The bioavailability and targeted distribution of abacavir (ABC) and zidovudine (AZT) to viral reservoirs may be influenced by efflux transporters. The purpose of this study was to characterize the interaction of these nucleoside reverse transcriptase inhibitors with the Abcg2/Bcrp1 transporter, the murine homolog of human breast cancer resistance protein (BCRP), using a Bcrp1-transfected Madin-Darby canine kidney II cell model.

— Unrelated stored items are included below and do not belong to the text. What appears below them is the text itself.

//! Aggregation reducers over a normalized payout sequence.
//!
//! Every function here is pure and reads only the slice it is given, so they
//! can be called in any order (or concurrently) on the same batch.

use chrono::NaiveDate;
use payouts_core::payout::{CHARGEBACK, REFUND};
use payouts_core::{DateGroup, DistributionEntry, NormalizedPayout};
use std::collections::{BTreeMap, HashMap};

fn sum_where(payouts: &[NormalizedPayout], keep: impl Fn(&NormalizedPayout) -> bool) -> f64 {
    payouts.iter().filter(|p| keep(*p)).map(|p| p.net).sum()
}

/// Total of positive reserved-funds holds. Negative entries are releases and
/// are left out.
pub fn reserved_funds(payouts: &[NormalizedPayout]) -> f64 {
    sum_where(payouts, NormalizedPayout::is_reserved_hold)
}

/// Total of chargeback entries, any sign.
pub fn chargebacks(payouts: &[NormalizedPayout]) -> f64 {
    sum_where(payouts, |p| p.has_type(CHARGEBACK))
}

/// Total of refund entries, any sign.
pub fn refunds(payouts: &[NormalizedPayout]) -> f64 {
    sum_where(payouts, |p| p.has_type(REFUND))
}

/// Share of transactions (by count, not amount) per card brand, largest first.
///
/// Brands with the same share keep the order in which they first appear in
/// `payouts`.
pub fn card_brand_distribution(payouts: &[NormalizedPayout]) -> Vec<DistributionEntry> {
    let mut index: HashMap<&str, usize> = HashMap::new();
    let mut counts: Vec<(&str, usize)> = Vec::new();

    for p in payouts {
        let brand = p.card_brand.as_str();
        match index.get(brand) {
            Some(&i) => counts[i].1 += 1,
            None => {
                index.insert(brand, counts.len());
                counts.push((brand, 1));
            }
        }
    }

    let total = payouts.len() as f64;
    let mut entries: Vec<DistributionEntry> = counts
        .into_iter()
        .map(|(label, count)| DistributionEntry {
            label: label.to_string(),
            percentage: count as f64 / total * 100.0,
        })
        .collect();

    entries.sort_by(|a, b| b.percentage.total_cmp(&a.percentage));

    log::debug!(
        "Card brand distribution: {} brands over {} payouts",
        entries.len(),
        payouts.len()
    );
    entries
}

/// Net total per calendar date, newest date first.
pub fn group_by_date(payouts: &[NormalizedPayout]) -> Vec<DateGroup> {
    let mut totals: BTreeMap<NaiveDate, f64> = BTreeMap::new();
    for p in payouts {
        *totals.entry(p.date).or_insert(0.0) += p.net;
    }

    totals
        .into_iter()
        .rev()
        .map(|(date, total_amount)| DateGroup { date, total_amount })
        .collect()
}
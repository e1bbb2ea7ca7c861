//! Text and JSON views over a processed batch: metric cards and the paged
//! payouts list.

use anyhow::{Result, bail};
use chrono::NaiveDate;
use payouts_core::time::is_upcoming;
use payouts_core::{DateGroup, NormalizedPayout};
use payouts_finance::{PayoutSummary, group_by_date, has_reserved_hold, selected_total};
use serde::Serialize;
use std::fmt::Write;

use crate::format::{format_currency, format_date, format_percent};

/// One page of a listing, 1-indexed.
#[derive(Debug, Clone, PartialEq, Serialize)]
pub struct Page<T> {
    pub number: usize,
    pub total_pages: usize,
    pub items: Vec<T>,
}

pub fn paginate<T: Clone>(items: &[T], page: usize, page_size: usize) -> Result<Page<T>> {
    if page_size == 0 {
        bail!("page size must be at least 1");
    }
    let total_pages = items.len().div_ceil(page_size).max(1);
    if page == 0 || page > total_pages {
        bail!("page {page} out of range (1-{total_pages})");
    }

    let start = (page - 1) * page_size;
    let end = (start + page_size).min(items.len());
    Ok(Page {
        number: page,
        total_pages,
        items: items[start..end].to_vec(),
    })
}

#[derive(Debug, Clone, PartialEq, Serialize)]
pub struct ListRow {
    pub date: NaiveDate,
    pub total_amount: f64,
    pub upcoming: bool,
    pub reserved: bool,
    pub selected: bool,
}

#[derive(Debug, Clone, PartialEq, Serialize)]
pub struct Listing {
    pub page: Page<ListRow>,
    pub upcoming_count: usize,
    pub selected_count: usize,
    pub selected_total: f64,
}

/// Build the paged list of date groups (newest first) with per-row markers.
/// `selected` only affects upcoming dates.
pub fn build_listing(
    payouts: &[NormalizedPayout],
    today: NaiveDate,
    selected: &[NaiveDate],
    page: usize,
    page_size: usize,
) -> Result<Listing> {
    let groups = group_by_date(payouts);
    let upcoming: Vec<DateGroup> = groups
        .iter()
        .copied()
        .filter(|g| is_upcoming(g.date, today))
        .collect();

    let rows: Vec<ListRow> = groups
        .iter()
        .map(|g| {
            let upcoming = is_upcoming(g.date, today);
            ListRow {
                date: g.date,
                total_amount: g.total_amount,
                upcoming,
                reserved: has_reserved_hold(payouts, g.date, today),
                selected: upcoming && selected.contains(&g.date),
            }
        })
        .collect();

    Ok(Listing {
        page: paginate(&rows, page, page_size)?,
        upcoming_count: upcoming.len(),
        selected_count: upcoming.iter().filter(|g| selected.contains(&g.date)).count(),
        selected_total: selected_total(&upcoming, selected),
    })
}

pub fn render_listing(listing: &Listing, symbol: &str) -> String {
    let mut out = String::new();
    let _ = writeln!(out, "Recent Payouts\n");
    let _ = writeln!(out, "  {:<14} {:>16}  {:<8}", "Date", "Total Amount", "Status");

    for row in &listing.page.items {
        let marker = match (row.upcoming, row.selected) {
            (true, true) => "[x]",
            (true, false) => "[ ]",
            _ => "   ",
        };
        let status = if row.reserved { "Reserved" } else { "" };
        let _ = writeln!(
            out,
            "{} {:<14} {:>16}  {:<8}",
            marker,
            format_date(row.date),
            format_currency(row.total_amount, symbol),
            status
        );
    }

    let _ = writeln!(
        out,
        "\nPage {} of {}",
        listing.page.number, listing.page.total_pages
    );
    if listing.selected_count > 0 {
        let _ = writeln!(
            out,
            "Selected Total: {}",
            format_currency(listing.selected_total, symbol)
        );
    }
    out
}

/// Metric cards. `position` picks which upcoming payout is shown as "Next
/// Payout" (1-indexed).
pub fn render_summary(summary: &PayoutSummary, position: usize, symbol: &str) -> Result<String> {
    let mut out = String::new();

    if !summary.upcoming.is_empty() {
        let _ = writeln!(
            out,
            "Total Upcoming Payouts: {}\n",
            format_currency(summary.total_upcoming, symbol)
        );
    }

    match summary.upcoming_at(position) {
        Some(next) => {
            let _ = writeln!(
                out,
                "Next Payout:       {} on {} (Payout {} of {})",
                format_currency(next.total_amount, symbol),
                format_date(next.date),
                position,
                summary.upcoming.len()
            );
        }
        None if summary.upcoming.is_empty() => {
            let _ = writeln!(out, "Next Payout:       N/A");
        }
        None => bail!(
            "payout {position} out of range (1-{})",
            summary.upcoming.len()
        ),
    }

    let _ = writeln!(
        out,
        "Reserved Funds:    {}",
        format_currency(summary.reserved_funds, symbol)
    );
    let _ = writeln!(
        out,
        "Total Chargebacks: {}",
        format_currency(summary.chargebacks, symbol)
    );
    let _ = writeln!(
        out,
        "Total Refunds:     {}",
        format_currency(summary.refunds, symbol)
    );

    let _ = writeln!(out, "\nPayment Distribution");
    for entry in &summary.card_brands {
        let _ = writeln!(out, "  {:<16} {:>6}", entry.label, format_percent(entry.percentage));
    }

    Ok(out)
}

#[cfg(test)]
mod tests {
    use super::*;

    fn ymd(y: i32, m: u32, d: u32) -> NaiveDate {
        NaiveDate::from_ymd_opt(y, m, d).unwrap()
    }

    fn sample() -> Vec<NormalizedPayout> {
        vec![
            NormalizedPayout::new(ymd(2024, 3, 18), 130.0, "charge", "Discover", "scheduled"),
            NormalizedPayout::new(ymd(2024, 3, 16), 200.0, "charge", "Visa", "scheduled"),
            NormalizedPayout::new(ymd(2024, 3, 16), 50.0, "reserved_funds", "Visa", "scheduled"),
            NormalizedPayout::new(ymd(2024, 3, 15), 45.0, "charge", "Visa", "in_transit"),
            NormalizedPayout::new(ymd(2024, 3, 12), -20.0, "refund", "Visa", "paid"),
        ]
    }

    #[test]
    fn test_paginate() {
        let items: Vec<u32> = (1..=25).collect();
        let page = paginate(&items, 3, 10).unwrap();
        assert_eq!(page.items, vec![21, 22, 23, 24, 25]);
        assert_eq!(page.total_pages, 3);
        assert!(paginate(&items, 4, 10).is_err());
        assert!(paginate(&items, 0, 10).is_err());
        assert!(paginate(&items, 1, 0).is_err());
    }

    #[test]
    fn test_paginate_empty_has_one_page() {
        let page = paginate::<u32>(&[], 1, 10).unwrap();
        assert_eq!(page.total_pages, 1);
        assert!(page.items.is_empty());
    }

    #[test]
    fn test_listing_markers() {
        let today = ymd(2024, 3, 15);
        let listing =
            build_listing(&sample(), today, &[ymd(2024, 3, 16), ymd(2024, 3, 12)], 1, 10).unwrap();

        let rows = &listing.page.items;
        assert_eq!(rows.len(), 4);
        assert_eq!(rows[0].date, ymd(2024, 3, 18));
        assert!(rows[0].upcoming && !rows[0].reserved && !rows[0].selected);
        assert!(rows[1].upcoming && rows[1].reserved && rows[1].selected);
        assert!(!rows[2].upcoming);
        // Past dates cannot be selected
        assert!(!rows[3].selected);
        assert_eq!(listing.upcoming_count, 2);
        assert_eq!(listing.selected_count, 1);
        assert_eq!(listing.selected_total, 250.0);

        let text = render_listing(&listing, "$");
        assert!(text.contains("Reserved"));
        assert!(text.contains("Selected Total: $250.00"));
        assert!(text.contains("Page 1 of 1"));
    }

    #[test]
    fn test_render_summary() {
        let summary = PayoutSummary::build(&sample(), ymd(2024, 3, 15));
        let text = render_summary(&summary, 1, "$").unwrap();
        assert!(text.contains("Total Upcoming Payouts: $380.00"));
        assert!(text.contains("$250.00 on Mar 16, 2024 (Payout 1 of 2)"));
        assert!(text.contains("Total Refunds:     -$20.00"));
        assert!(text.contains("Visa"));
        assert!(render_summary(&summary, 3, "$").is_err());
    }

    #[test]
    fn test_render_summary_without_upcoming() {
        let summary = PayoutSummary::build(&sample(), ymd(2025, 1, 1));
        let text = render_summary(&summary, 1, "$").unwrap();
        assert!(text.contains("Next Payout:       N/A"));
        assert!(!text.contains("Total Upcoming"));
    }
}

Intracellular accumulation of ABC and AZT was significantly reduced by approximately 90% and approximately 70%, respectively, in Bcrp1-transfected cells compared with the wild-type cells. Both ABC and AZT showed significantly increased basolateral-to-apical (B-to-A) and decreased apical-to-basolateral (A-to-B) transport in Bcrp1 cells compared with wild-type directional flux. The efflux ratio (ratio of B-to-A to A-to-B) in Bcrp1-transfected cells was 22 for ABC and 11 for AZT. N-(4-[2-(1,2,3,4-tetrahydro-6,7-dimethoxy-2-isoquinolinyl)ethyl]-phenyl)-9,10-dihydro-5-methoxy-9-oxo-4-acridine carboxamide (GF120918) inhibited this difference in accumulation between the two cell variants with an EC(50) of 1.32 +/- 0.3 microM for ABC and 0.31 +/- 0.1 microM for AZT. Potent and highly cooperative inhibition by Ko143 (3-(6-isobutyl-9-methoxy-1,4-dioxo-1,2,3,4,6,7,12,12a-octahydropyrazino[1',2':1,6]pyrido[3,4-b]indol-3-yl)-propionic acid tert-butyl ester) was observed with an EC(50) of 121 +/- 5 nM for ABC and 19.2 +/- 1.5 nM for AZT (Hill coefficient approximately 3-6). Probenecid, an organic anion inhibitor known to influence AZT biodistribution, had no effect on cellular accumulation in the Bcrp1 model. These studies characterize the Bcrp1-mediated transport of ABC and AZT and show that prototypical BCRP inhibitors GF120918 and Ko143 can inhibit the Bcrp1-mediated transport of these important antiretroviral compounds. The functional expression of BCRP at critical barriers, such as the intestinal enterocytes, brain capillary endothelium, and target lymphocytes, could influence the bioavailability and targeted delivery of these drugs to sanctuary sites.